# Work item
Every word of the listing should be reproduced without alteration.

# Information given
//! InMemoryTaskStore - テスト用の正本

use async_trait::async_trait;
use std::collections::HashMap;
use std::sync::Arc;
use std::sync::atomic::{AtomicBool, Ordering};
use tokio::sync::Mutex;

use crate::domain::{NewTask, StoreError, Task, TaskId, TaskLog, TaskRecord};
use crate::ports::{Clock, IdGenerator, TaskStore, UlidGenerator};

#[derive(Debug, Default)]
struct StoreState {
    records: HashMap<TaskId, TaskRecord>,
    logs: HashMap<TaskId, TaskLog>,
}

/// [`TaskStore`] over two hash maps.
///
/// `fail_writes(true)` makes every write return a backend error, which is how
/// tests exercise the persistence-failure path.
pub struct InMemoryTaskStore {
    state: Mutex<StoreState>,
    ids: UlidGenerator<Arc<dyn Clock>>,
    failing: AtomicBool,
}

impl InMemoryTaskStore {
    pub fn new(clock: Arc<dyn Clock>) -> Self {
        Self {
            state: Mutex::new(StoreState::default()),
            ids: UlidGenerator::new(clock),
            failing: AtomicBool::new(false),
        }
    }

    pub fn fail_writes(&self, failing: bool) {
        self.failing.store(failing, Ordering::SeqCst);
    }

    fn check_writable(&self) -> Result<(), StoreError> {
        if self.failing.load(Ordering::SeqCst) {
            return Err(StoreError::Backend("writes disabled".to_string()));
        }
        Ok(())
    }

    pub async fn record_count(&self) -> usize {
        self.state.lock().await.records.len()
    }
}

#[async_trait]
impl TaskStore for InMemoryTaskStore {
    fn next_task_id(&self) -> TaskId {
        self.ids.generate_task_id()
    }

    async fn insert_record(&self, task: &Task) -> Result<(), StoreError> {
        self.check_writable()?;
        let mut state = self.state.lock().await;
        state.records.insert(task.task_id, TaskRecord::from(task));
        Ok(())
    }

    async fn delete_record(&self, task_id: TaskId) -> Result<(), StoreError> {
        self.check_writable()?;
        self.state.lock().await.records.remove(&task_id);
        Ok(())
    }

    async fn get_record(&self, task_id: TaskId) -> Result<Option<TaskRecord>, StoreError> {
        Ok(self.state.lock().await.records.get(&task_id).cloned())
    }

    async fn insert_log(&self, log: &TaskLog) -> Result<(), StoreError> {
        self.check_writable()?;
        self.state.lock().await.logs.insert(log.task_id, log.clone());
        Ok(())
    }

    async fn get_log(&self, task_id: TaskId) -> Result<TaskLog, StoreError> {
        self.state
            .lock()
            .await
            .logs
            .get(&task_id)
            .cloned()
            .ok_or(StoreError::NotFound(task_id))
    }

    async fn update_log(&self, log: &TaskLog) -> Result<(), StoreError> {
        self.check_writable()?;
        let mut state = self.state.lock().await;
        let stored = state
            .logs
            .get_mut(&log.task_id)
            .ok_or(StoreError::NotFound(log.task_id))?;
        if stored.version + 1 != log.version {
            return Err(StoreError::VersionConflict {
                task_id: log.task_id,
                expected: log.version.saturating_sub(1),
                found: stored.version,
            });
        }
        *stored = log.clone();
        Ok(())
    }

    /// Record and log are written under one lock acquisition.
    async fn create(&self, new_task: &NewTask) -> Result<Task, StoreError> {
        self.check_writable()?;
        let task = new_task.clone().with_id(self.next_task_id());
        let mut state = self.state.lock().await;
        state.records.insert(task.task_id, TaskRecord::from(&task));
        state.logs.insert(task.task_id, TaskLog::scheduled(&task));
        Ok(task)
    }
}

#[cfg(test)]
mod tests {
    use super::*;
    use crate::domain::{Bucket, TaskStatus};
    use crate::ports::SystemClock;
    use chrono::Utc;

    fn store() -> InMemoryTaskStore {
        InMemoryTaskStore::new(Arc::new(SystemClock))
    }

    fn new_task() -> NewTask {
        NewTask::new(Bucket::new(100, 50), Utc::now(), b"payload".to_vec())
    }

    #[tokio::test]
    async fn create_writes_record_and_scheduled_log() {
        let store = store();
        let task = store.create(&new_task()).await.unwrap();

        let record = store.get_record(task.task_id).await.unwrap().unwrap();
        assert_eq!(record, TaskRecord::from(&task));

        let log = store.get_log(task.task_id).await.unwrap();
        assert_eq!(log.status, TaskStatus::Scheduled);
        assert_eq!(log.version, 1);
    }

    #[tokio::test]
    async fn update_log_is_optimistic() {
        let store = store();
        let task = store.create(&new_task()).await.unwrap();
        let log = store.get_log(task.task_id).await.unwrap();

        store
            .update_log(&log.transition(TaskStatus::Executed))
            .await
            .unwrap();

        // a second writer holding the stale version loses
        let err = store
            .update_log(&log.transition(TaskStatus::Cancelled))
            .await
            .unwrap_err();
        assert!(matches!(
            err,
            StoreError::VersionConflict {
                expected: 1,
                found: 2,
                ..
            }
        ));
        assert_eq!(
            store.get_log(task.task_id).await.unwrap().status,
            TaskStatus::Executed
        );
    }

    #[tokio::test]
    async fn log_survives_record_deletion() {
        let store = store();
        let task = store.create(&new_task()).await.unwrap();

        store.delete_record(task.task_id).await.unwrap();
        store.delete_record(task.task_id).await.unwrap();

        assert!(store.get_record(task.task_id).await.unwrap().is_none());
        assert!(store.get_log(task.task_id).await.is_ok());
        assert_eq!(store.record_count().await, 0);
    }

    #[tokio::test]
    async fn failing_writes_surface_backend_errors() {
        let store = store();
        store.fail_writes(true);
        assert!(matches!(
            store.create(&new_task()).await,
            Err(StoreError::Backend(_))
        ));
        assert_eq!(store.record_count().await, 0);
    }
}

# Exercise answer
//! InMemoryTaskStore - テスト用の正本

use async_trait::async_trait;
use std::collections::HashMap;
use std::sync::Arc;
use std::sync::atomic::{AtomicBool, Ordering};
use tokio::sync::Mutex;

use crate::domain::{NewTask, StoreError, Task, TaskId, TaskLog, TaskRecord};
use crate::ports::{Clock, IdGenerator, TaskStore, UlidGenerator};

#[derive(Debug, Default)]
struct StoreState {
    records: HashMap<TaskId, TaskRecord>,
    logs: HashMap<TaskId, TaskLog>,
}

/// [`TaskStore`] over two hash maps.
///
/// `fail_writes(true)` makes every write return a backend error, which is how
/// tests exercise the persistence-failure path.
pub struct InMemoryTaskStore {
    state: Mutex<StoreState>,
    ids: UlidGenerator<Arc<dyn Clock>>,
    failing: AtomicBool,
}

impl InMemoryTaskStore {
    pub fn new(clock: Arc<dyn Clock>) -> Self {
        Self {
            state: Mutex::new(StoreState::default()),
            ids: UlidGenerator::new(clock),
            failing: AtomicBool::new(false),
        }
    }

    pub fn fail_writes(&self, failing: bool) {
        self.failing.store(failing, Ordering::SeqCst);
    }

    fn check_writable(&self) -> Result<(), StoreError> {
        if self.failing.load(Ordering::SeqCst) {
            return Err(StoreError::Backend("writes disabled".to_string()));
        }
        Ok(())
    }

    pub async fn record_count(&self) -> usize {
        self.state.lock().await.records.len()
    }
}

#[async_trait]
impl TaskStore for InMemoryTaskStore {
    fn next_task_id(&self) -> TaskId {
        self.ids.generate_task_id()
    }

    async fn insert_record(&self, task: &Task) -> Result<(), StoreError> {
        self.check_writable()?;
        let mut state = self.state.lock().await;
        state.records.insert(task.task_id, TaskRecord::from(task));
        Ok(())
    }

    async fn delete_record(&self, task_id: TaskId) -> Result<(), StoreError> {
        self.check_writable()?;
        self.state.lock().await.records.remove(&task_id);
        Ok(())
    }

    async fn get_record(&self, task_id: TaskId) -> Result<Option<TaskRecord>, StoreError> {
        Ok(self.state.lock().await.records.get(&task_id).cloned())
    }

    async fn insert_log(&self, log: &TaskLog) -> Result<(), StoreError> {
        self.check_writable()?;
        self.state.lock().await.logs.insert(log.task_id, log.clone());
        Ok(())
    }

    async fn get_log(&self, task_id: TaskId) -> Result<TaskLog, StoreError> {
        self.state
            .lock()
            .await
            .logs
            .get(&task_id)
            .cloned()
            .ok_or(StoreError::NotFound(task_id))
    }

    async fn update_log(&self, log: &TaskLog) -> Result<(), StoreError> {
        self.check_writable()?;
        let mut state = self.state.lock().await;
        let stored = state
            .logs
            .get_mut(&log.task_id)
            .ok_or(StoreError::NotFound(log.task_id))?;
        if stored.version + 1 != log.version {
            return Err(StoreError::VersionConflict {
                task_id: log.task_id,
                expected: log.version.saturating_sub(1),
                found: stored.version,
            });
        }
        *stored = log.clone();
        Ok(())
    }

    /// Record and log are written under one lock acquisition.
    async fn create(&self, new_task: &NewTask) -> Result<Task, StoreError> {
        self.check_writable()?;
        let task = new_task.clone().with_id(self.next_task_id());
        let mut state = self.state.lock().await;
        state.records.insert(task.task_id, TaskRecord::from(&task));
        state.logs.insert(task.task_id, TaskLog::scheduled(&task));
        Ok(task)
    }
}

#[cfg(test)]
mod tests {
    use super::*;
    use crate::domain::{Bucket, TaskStatus};
    use crate::ports::SystemClock;
    use chrono::Utc;

    fn store() -> InMemoryTaskStore {
        InMemoryTaskStore::new(Arc::new(SystemClock))
    }

    fn new_task() -> NewTask {
        NewTask::new(Bucket::new(100, 50), Utc::now(), b"payload".to_vec())
    }

    #[tokio::test]
    async fn create_writes_record_and_scheduled_log() {
        let store = store();
        let task = store.create(&new_task()).await.unwrap();

        let record = store.get_record(task.task_id).await.unwrap().unwrap();
        assert_eq!(record, TaskRecord::from(&task));

        let log = store.get_log(task.task_id).await.unwrap();
        assert_eq!(log.status, TaskStatus::Scheduled);
        assert_eq!(log.version, 1);
    }

    #[tokio::test]
    async fn update_log_is_optimistic() {
        let store = store();
        let task = store.create(&new_task()).await.unwrap();
        let log = store.get_log(task.task_id).await.unwrap();

        store
            .update_log(&log.transition(TaskStatus::Executed))
            .await
            .unwrap();

        // a second writer holding the stale version loses
        let err = store
            .update_log(&log.transition(TaskStatus::Cancelled))
            .await
            .unwrap_err();
        assert!(matches!(
            err,
            StoreError::VersionConflict {
                expected: 1,
                found: 2,
                ..
            }
        ));
        assert_eq!(
            store.get_log(task.task_id).await.unwrap().status,
            TaskStatus::Executed
        );
    }

    #[tokio::test]
    async fn log_survives_record_deletion() {
        let store = store();
        let task = store.create(&new_task()).await.unwrap();

        store.delete_record(task.task_id).await.unwrap();
        store.delete_record(task.task_id).await.unwrap();

        assert!(store.get_record(task.task_id).await.unwrap().is_none());
        assert!(store.get_log(task.task_id).await.is_ok());
        assert_eq!(store.record_count().await, 0);
    }

    #[tokio::test]
    async fn failing_writes_surface_backend_errors() {
        let store = store();
        store.fail_writes(true);
        assert!(matches!(
            store.create(&new_task()).await,
            Err(StoreError::Backend(_))
        ));
        assert_eq!(store.record_count().await, 0);
    }
}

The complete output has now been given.